The Lovebirds

The Lovebirds
Perfect Pairs

Monday, February 26, 2007

Learn About Madagascar Lovebirds

Zoological Name: Agapornis cana

The Madagascar lovebirds are native of Malagasy Republic and neighboring islands. The male birds are green; silver-gray head to breast, whereas the females are green from head to breast.

Generally the Madagascar lovebirds live in large groups, though remaining in pairs. They tend to perch on the fringes of woodland and descend into the rice fields and plantations, where they do great damage.

In the past, Madagascar lovebirds were very common and cheap to buy. Nowadays, the Malagasy Republic has banned their export and they have become rarities. Newly imported specimens are shy and catch cold easily.

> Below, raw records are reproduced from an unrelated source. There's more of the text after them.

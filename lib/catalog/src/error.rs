//! Configuration-time catalog defects
use core::fmt;

use crate::{RegisterId, RegisterWidth, ResourceId};

/// Describes why a [crate::Catalog] was rejected
#[derive(Clone, Copy, PartialEq, Eq, Debug)]
pub enum CatalogError {
    /// An enable field points to a register the catalog doesn't declare
    UnknownRegister {
        /// Interrupt owning the field
        interrupt: &'static str,
        /// Offending register identity
        register: RegisterId,
    },
    /// An interrupt depends on a resource the catalog doesn't declare
    UnknownResource {
        /// Interrupt listing the resource
        interrupt: &'static str,
        /// Offending resource identity
        resource: ResourceId,
    },
    /// An interrupt lists the same resource more than once
    DuplicateResource {
        /// Interrupt listing the resource
        interrupt: &'static str,
        /// Resource listed twice
        resource: ResourceId,
    },
    /// An enable field has no bits set
    EmptyMask {
        /// Interrupt owning the field
        interrupt: &'static str,
    },
    /// An enable field has bits outside of its register
    MaskExceedsWidth {
        /// Interrupt owning the field
        interrupt: &'static str,
        /// Offending mask
        mask: u64,
        /// Width of the register the field is located in
        width: RegisterWidth,
    },
    /// Two enable fields in the same register share at least one bit
    OverlappingFields {
        /// Interrupt declared first
        first: &'static str,
        /// Interrupt declared later
        second: &'static str,
        /// Register both fields are located in
        register: RegisterId,
    },
    /// The catalog declares more registers or resources than can be identified
    TooManyEntries,
    /// The register bank the catalog is paired with lacks a register, or can't hold its width
    UnsupportedRegister {
        /// Register the bank can't store
        register: RegisterId,
        /// Width the catalog declares for it
        width: RegisterWidth,
    },
}

impl fmt::Display for CatalogError {
    fn fmt(&self, f: &mut fmt::Formatter<'_>) -> fmt::Result {
        match *self {
            Self::UnknownRegister {
                interrupt,
                register,
            } => write!(f, "{}: unknown register {}", interrupt, register.index()),
            Self::UnknownResource {
                interrupt,
                resource,
            } => write!(f, "{}: unknown resource {}", interrupt, resource.index()),
            Self::DuplicateResource {
                interrupt,
                resource,
            } => write!(
                f,
                "{}: resource {} listed more than once",
                interrupt,
                resource.index()
            ),
            Self::EmptyMask { interrupt } => write!(f, "{}: empty enable mask", interrupt),
            Self::MaskExceedsWidth {
                interrupt,
                mask,
                width,
            } => write!(
                f,
                "{}: mask {:#x} doesn't fit a {}-bit register",
                interrupt,
                mask,
                width.bits()
            ),
            Self::OverlappingFields {
                first,
                second,
                register,
            } => write!(
                f,
                "{} and {} overlap in register {}",
                first,
                second,
                register.index()
            ),
            Self::TooManyEntries => f.write_str("too many registers or resources"),
            Self::UnsupportedRegister { register, width } => write!(
                f,
                "register bank can't store {}-bit register {}",
                width.bits(),
                register.index()
            ),
        }
    }
}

It is best to keep them in the house, in a bird room or family room. In a small cage they are rather nervous and this detracts from any pleasure you may have in them.

In my experience, they will breed and sleep in a Budgerigar nest box by choice. My birds only used a few sunflower seed husks and two dried leaves as nesting materials. But my friends with Madagascar lovebirds have reported that their birds used Cranberry leaves, pine and larch needles, willow bark, small strips of newspapers, chick weed, and grasses. Some of the breeders noticed that the Madagascar lovebirds constructed and nest out of straw.

A clutch almost always consists of four to five eggs, which the female incubates for twenty-two days. After five weeks, the young one emerged out of the eggs. Young males emerge with a silver-gray head.

Once the young have emerged out of the nest it is the male who takes care of them because the female immediately becomes broody again. My Madagascar Lovebirds youngones were reared almost exclusively on a diet of millet. They over winter in the cold weather as long as it remains frost-free. It is not a good idea to house them with another species.